Trip to: Osogbo Festival
Date 3-6 August 2006
Trip report: Lindie Rudover and Gerold Beck
The meaning of Osogbo in Yoruba is witches and wizards in the forest. This description was definitely an accurate prelude to the mystics of the Osun – Osogbo festival adventure for the 12 Field Society members (which included two royal chieftains – read on for details). Osogbo is a very vibrant community, rich in arts, culture and spiritual activities. We had the opportunity to learn how to make the indigo material and to hear ‘the behind the scene stories’ that inspired the creation of some of the intricate woodcarvings.
Nike, (from Nike Cente for Art & Culture), who is a creative artist in her own rite, is a very strong advocate for the local artists. She arranged personal guides to ensure that all our artistic interests were met. Accommodations at Nike’s guesthouse included delicious meals (even though some dishes were too spicy-hot for some palates) and an evening of local entertainment.
The Osun Festival
The ancestors of the Yoruba people of Osogbo came from Ipole-Omu in search for the holy waters. When the oracle guided them to the Osun River and revealed Osogbo as their new home grounds, they promised to celebrate the occasion and to renew their gratitude to Osun every year. Prosperity and protection will be granted as long as this vow is kept. The last day of the Osun festival keeps this spirit alive to the present days and the future.
Friday, August 4, 2006, was the last day of the 12-day long celebration-taking place in Osogbo.
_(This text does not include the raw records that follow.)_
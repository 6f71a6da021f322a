use actix_web::{HttpResponse, Responder, get, post, web};
use log::{debug, error, info, warn};
use std::time::Instant;

use super::models::{AppState, MessageResponse, NewTxRequest, NewTxResponse};
use crate::transaction::Transaction;

/// Create, sign and submit a transaction from the local wallet.
#[post("/transaction")]
pub async fn post_transaction(
    state: web::Data<AppState>,
    body: web::Json<NewTxRequest>,
) -> impl Responder {
    let t0 = Instant::now();
    let NewTxRequest { recipient, amount } = body.into_inner();

    let (sender, signature) = {
        let wallet = state.wallet();
        let Some(sender) = wallet.public_key.clone() else {
            return HttpResponse::BadRequest().json(MessageResponse::new("No wallet set up."));
        };
        match wallet.sign_transaction(&recipient, amount) {
            Ok(signature) => (sender, signature),
            Err(err) => {
                error!("POST /transaction - signing failed: {err}");
                return HttpResponse::InternalServerError()
                    .json(MessageResponse::new("Signing the transaction failed."));
            }
        }
    };

    let worker = state.clone();
    let submitter = sender.clone();
    let submitted = web::block(move || {
        worker
            .node
            .submit_transaction(&submitter, &recipient, &signature, amount, false)
    })
    .await;

    match submitted {
        Ok(Ok(transaction)) => {
            info!("POST /transaction - OK ({} ms)", t0.elapsed().as_millis());
            HttpResponse::Created().json(NewTxResponse {
                message: "Successfully added transaction.".into(),
                transaction,
                funds: state.node.balance(&sender),
            })
        }
        Ok(Err(err)) => {
            warn!("POST /transaction - rejected: {err}");
            HttpResponse::InternalServerError()
                .json(MessageResponse::new(format!("Creating a transaction failed: {err}")))
        }
        Err(err) => {
            error!("POST /transaction - worker failed: {err}");
            HttpResponse::InternalServerError()
                .json(MessageResponse::new("Creating a transaction failed."))
        }
    }
}

/// Peer endpoint: a transaction admitted elsewhere. Never re-broadcast.
#[post("/broadcast-transaction")]
pub async fn broadcast_transaction(
    state: web::Data<AppState>,
    body: web::Json<Transaction>,
) -> impl Responder {
    let tx = body.into_inner();
    debug!(
        "POST /broadcast-transaction - {} -> {} ({})",
        tx.sender, tx.recipient, tx.amount
    );
    match state
        .node
        .submit_transaction(&tx.sender, &tx.recipient, &tx.signature, tx.amount, true)
    {
        Ok(_) => HttpResponse::Created().json(MessageResponse::new("Successfully added transaction.")),
        Err(err) => {
            warn!("POST /broadcast-transaction - declined: {err}");
            HttpResponse::InternalServerError()
                .json(MessageResponse::new("Creating a transaction failed."))
        }
    }
}

/// Open transaction pool.
#[get("/transactions")]
pub async fn get_open_transactions(state: web::Data<AppState>) -> impl Responder {
    HttpResponse::Ok().json(state.node.open_transactions())
}
use log::warn;
use std::env;
use std::path::PathBuf;
use std::str::FromStr;
use std::time::Duration;

/// Node settings read from the environment (and `.env` via dotenvy).
#[derive(Debug, Clone, PartialEq, Eq)]
pub struct NodeConfig {
    pub host: String,
    pub port: u16,
    /// Names the persisted state and wallet files; defaults to the port.
    pub node_id: String,
    pub data_dir: PathBuf,
    pub peer_timeout: Duration,
}

impl Default for NodeConfig {
    fn default() -> Self {
        Self {
            host: "127.0.0.1".to_string(),
            port: 5000,
            node_id: "5000".to_string(),
            data_dir: PathBuf::from("."),
            peer_timeout: Duration::from_secs(5),
        }
    }
}

impl NodeConfig {
    pub fn from_env() -> Self {
        Self::from_lookup(|key| env::var(key).ok())
    }

    /// Build from an arbitrary key lookup. Unparseable values keep the default.
    pub fn from_lookup<F>(lookup: F) -> Self
    where
        F: Fn(&str) -> Option<String>,
    {
        let defaults = Self::default();
        let port = parsed(&lookup, "PORT").unwrap_or(defaults.port);
        Self {
            host: lookup("HOST").unwrap_or(defaults.host),
            port,
            node_id: lookup("NODE_ID").unwrap_or_else(|| port.to_string()),
            data_dir: lookup("DATA_DIR").map(PathBuf::from).unwrap_or(defaults.data_dir),
            peer_timeout: parsed(&lookup, "PEER_TIMEOUT_SECS")
                .map(Duration::from_secs)
                .unwrap_or(defaults.peer_timeout),
        }
    }
}

fn parsed<T, F>(lookup: &F, key: &str) -> Option<T>
where
    T: FromStr,
    F: Fn(&str) -> Option<String>,
{
    let raw = lookup(key)?;
    match raw.trim().parse() {
        Ok(value) => Some(value),
        Err(_) => {
            warn!("ignoring invalid {key}={raw:?}, using default");
            None
        }
    }
}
Early in the morning, people from all over the country, gather in the city and make their way down to the Sacred Groves, the various shrines and, most important, to the holy waters of the Osun River. Dressed in their best clothing they proceed to the river to take their moment of peace, cleanse themselves with the sacred water and pray for forgiveness and for the help from Osun, the goddess of fertility, prosperity and protection. The offerings (food, fruits, money) are bestowed to the sacred waters. Bottles and jugs are filled with the water from the river in order to bring the spirit of Osun back home to the families.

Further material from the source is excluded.